__WHAT YOU SHOULD DO__.
The answer should be one number, the count of lines in the data with "RelayConfig".

__MATERIAL TO PROCESS__.

++++++++++++++++++++

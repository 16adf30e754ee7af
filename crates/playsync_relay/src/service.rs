//! WebSocket front end for the relay.
//!
//! Every connection gets its own task that reads frames and forwards them as
//! [`RelayEvent`]s to a single relay task. Only the relay task touches the
//! [`RelayServer`], so broadcasts happen one message at a time in arrival
//! order without any locking.

use crate::config::RelayConfig;
use crate::error::{RelayError, RelayResult};
use crate::registry::ConnectionId;
use crate::server::RelayServer;
use futures_util::{SinkExt, StreamExt};
use std::future::Future;
use std::net::SocketAddr;
use tokio::net::{TcpListener, TcpStream};
use tokio::sync::{mpsc, oneshot};
use tokio_tungstenite::tungstenite::Message;
use tracing::{debug, error, info, warn};

/// Events delivered to the relay task.
#[derive(Debug)]
pub enum RelayEvent {
    /// A WebSocket handshake completed.
    Connected {
        /// Outbound queue for the new connection.
        sink: mpsc::UnboundedSender<String>,
        /// Receives the assigned id, or the rejection.
        reply: oneshot::Sender<RelayResult<ConnectionId>>,
    },
    /// A text frame arrived.
    Frame {
        /// Sending connection.
        id: ConnectionId,
        /// Frame payload.
        text: String,
    },
    /// The peer sent a close frame.
    Closing {
        /// Closing connection.
        id: ConnectionId,
    },
    /// The connection ended, cleanly or not.
    Closed {
        /// Closed connection.
        id: ConnectionId,
    },
}

/// A relay bound to a TCP listener.
pub struct RelayService {
    listener: TcpListener,
    server: RelayServer,
}

impl RelayService {
    /// Binds the configured address.
    pub async fn bind(config: RelayConfig) -> RelayResult<Self> {
        let listener = TcpListener::bind(config.bind_addr).await?;
        Ok(Self::from_parts(listener, RelayServer::new(config)))
    }

    /// Wraps an existing listener and relay core.
    pub fn from_parts(listener: TcpListener, server: RelayServer) -> Self {
        Self { listener, server }
    }

    /// Returns the bound address.
    pub fn local_addr(&self) -> RelayResult<SocketAddr> {
        Ok(self.listener.local_addr()?)
    }

    /// Serves until the process exits.
    pub async fn run(self) -> RelayResult<()> {
        self.run_until(std::future::pending()).await
    }

    /// Serves until `shutdown` completes.
    pub async fn run_until<F>(self, shutdown: F) -> RelayResult<()>
    where
        F: Future<Output = ()>,
    {
        let Self { listener, server } = self;
        info!(addr = %listener.local_addr()?, "relay listening");

        let (events_tx, events_rx) = mpsc::unbounded_channel();
        tokio::spawn(relay_loop(server, events_rx));

        tokio::pin!(shutdown);
        loop {
            tokio::select! {
                accepted = listener.accept() => match accepted {
                    Ok((stream, peer)) => {
                        let events = events_tx.clone();
                        tokio::spawn(async move {
                            if let Err(e) = serve_connection(stream, peer, events).await {
                                debug!(%peer, error = %e, "connection ended with error");
                            }
                        });
                    }
                    Err(e) => warn!(error = %e, "accept failed"),
                },
                _ = &mut shutdown => {
                    info!("relay shutting down");
                    break;
                }
            }
        }
        Ok(())
    }
}

/// Owns the relay core and processes events strictly in arrival order.
async fn relay_loop(mut server: RelayServer, mut events: mpsc::UnboundedReceiver<RelayEvent>) {
    while let Some(event) = events.recv().await {
        match event {
            RelayEvent::Connected { sink, reply } => {
                let result = server.accept(Box::new(sink));
                if reply.send(result).is_err() {
                    debug!("connection task went away before registration completed");
                }
            }
            RelayEvent::Frame { id, text } => {
                server.handle_message(id, &text);
            }
            RelayEvent::Closing { id } => server.mark_closing(id),
            RelayEvent::Closed { id } => {
                if let Err(e) = server.disconnect(id) {
                    debug!(connection = %id, error = %e, "disconnect");
                }
            }
        }
    }
    debug!(stats = ?server.stats(), "relay loop finished");
}

async fn serve_connection(
    stream: TcpStream,
    peer: SocketAddr,
    events: mpsc::UnboundedSender<RelayEvent>,
) -> RelayResult<()> {
    let ws = tokio_tungstenite::accept_async(stream).await?;
    let (mut write, mut read) = ws.split();

    let (sink, mut outbound) = mpsc::unbounded_channel::<String>();
    let (reply, registered) = oneshot::channel();
    events
        .send(RelayEvent::Connected { sink, reply })
        .map_err(|_| RelayError::WebSocket("relay task stopped".into()))?;

    let id = match registered.await {
        Ok(Ok(id)) => id,
        Ok(Err(e)) => {
            let _ = write.send(Message::Close(None)).await;
            return Err(e);
        }
        Err(_) => return Err(RelayError::WebSocket("relay task stopped".into())),
    };
    debug!(connection = %id, %peer, "websocket open");

    // Ends once the relay drops the sink on disconnect.
    let writer = tokio::spawn(async move {
        while let Some(frame) = outbound.recv().await {
            if let Err(e) = write.send(Message::text(frame)).await {
                debug!(connection = %id, error = %e, "write failed");
                break;
            }
        }
        let _ = write.close().await;
    });

    while let Some(message) = read.next().await {
        match message {
            Ok(Message::Text(text)) => {
                let _ = events.send(RelayEvent::Frame {
                    id,
                    text: text.as_str().to_owned(),
                });
            }
            Ok(Message::Binary(bytes)) => match String::from_utf8(bytes.to_vec()) {
                Ok(text) => {
                    let _ = events.send(RelayEvent::Frame { id, text });
                }
                Err(_) => warn!(connection = %id, "dropping non-utf8 binary frame"),
            },
            Ok(Message::Close(_)) => {
                let _ = events.send(RelayEvent::Closing { id });
                break;
            }
            Ok(_) => {}
            Err(e) => {
                error!(connection = %id, error = %e, "transport error");
                break;
            }
        }
    }

    let _ = events.send(RelayEvent::Closed { id });
    let _ = writer.await;
    Ok(())
}

#[cfg(test)]
mod tests {
    use super::*;
    use playsync_protocol::{ClientMessage, PlaybackAction, RelayMessage};
    use std::time::Duration;
    use tokio_tungstenite::connect_async;

    async fn next_relay_message<S>(read: &mut S) -> RelayMessage
    where
        S: futures_util::Stream<Item = Result<Message, tokio_tungstenite::tungstenite::Error>> + Unpin,
    {
        loop {
            let msg = tokio::time::timeout(Duration::from_secs(5), read.next())
                .await
                .expect("timed out")
                .expect("stream ended")
                .expect("ws error");
            if let Message::Text(text) = msg {
                return RelayMessage::decode(text.as_str()).unwrap();
            }
        }
    }

    #[tokio::test]
    async fn websocket_broadcast_end_to_end() {
        let config = RelayConfig::new("127.0.0.1:0".parse().unwrap());
        let service = RelayService::bind(config).await.unwrap();
        let addr = service.local_addr().unwrap();
        let (stop_tx, stop_rx) = oneshot::channel::<()>();
        tokio::spawn(service.run_until(async {
            let _ = stop_rx.await;
        }));

        let url = format!("ws://{}", addr);
        let (a, _) = connect_async(url.as_str()).await.unwrap();
        let (b, _) = connect_async(url.as_str()).await.unwrap();
        let (mut a_write, mut a_read) = a.split();
        let (_b_write, mut b_read) = b.split();

        assert!(matches!(
            next_relay_message(&mut a_read).await,
            RelayMessage::Handshake { .. }
        ));
        assert!(matches!(
            next_relay_message(&mut b_read).await,
            RelayMessage::Handshake { .. }
        ));

        a_write.send(Message::text("garbage".to_string())).await.unwrap();
        let frame = ClientMessage::playback(PlaybackAction::Seek, 12.5, 1)
            .encode()
            .unwrap();
        a_write.send(Message::text(frame)).await.unwrap();

        match next_relay_message(&mut b_read).await {
            RelayMessage::PlaybackAction {
                action,
                position,
                relay_timestamp,
            } => {
                assert_eq!(action, PlaybackAction::Seek);
                assert_eq!(position, 12.5);
                assert!(relay_timestamp > 1);
            }
            other => panic!("unexpected {:?}", other),
        }

        // The sender never hears its own message back.
        let echoed = tokio::time::timeout(Duration::from_millis(200), a_read.next()).await;
        assert!(echoed.is_err());

        let _ = stop_tx.send(());
    }
}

++++++++++++++++++++

__SOLUTION BELOW__.
3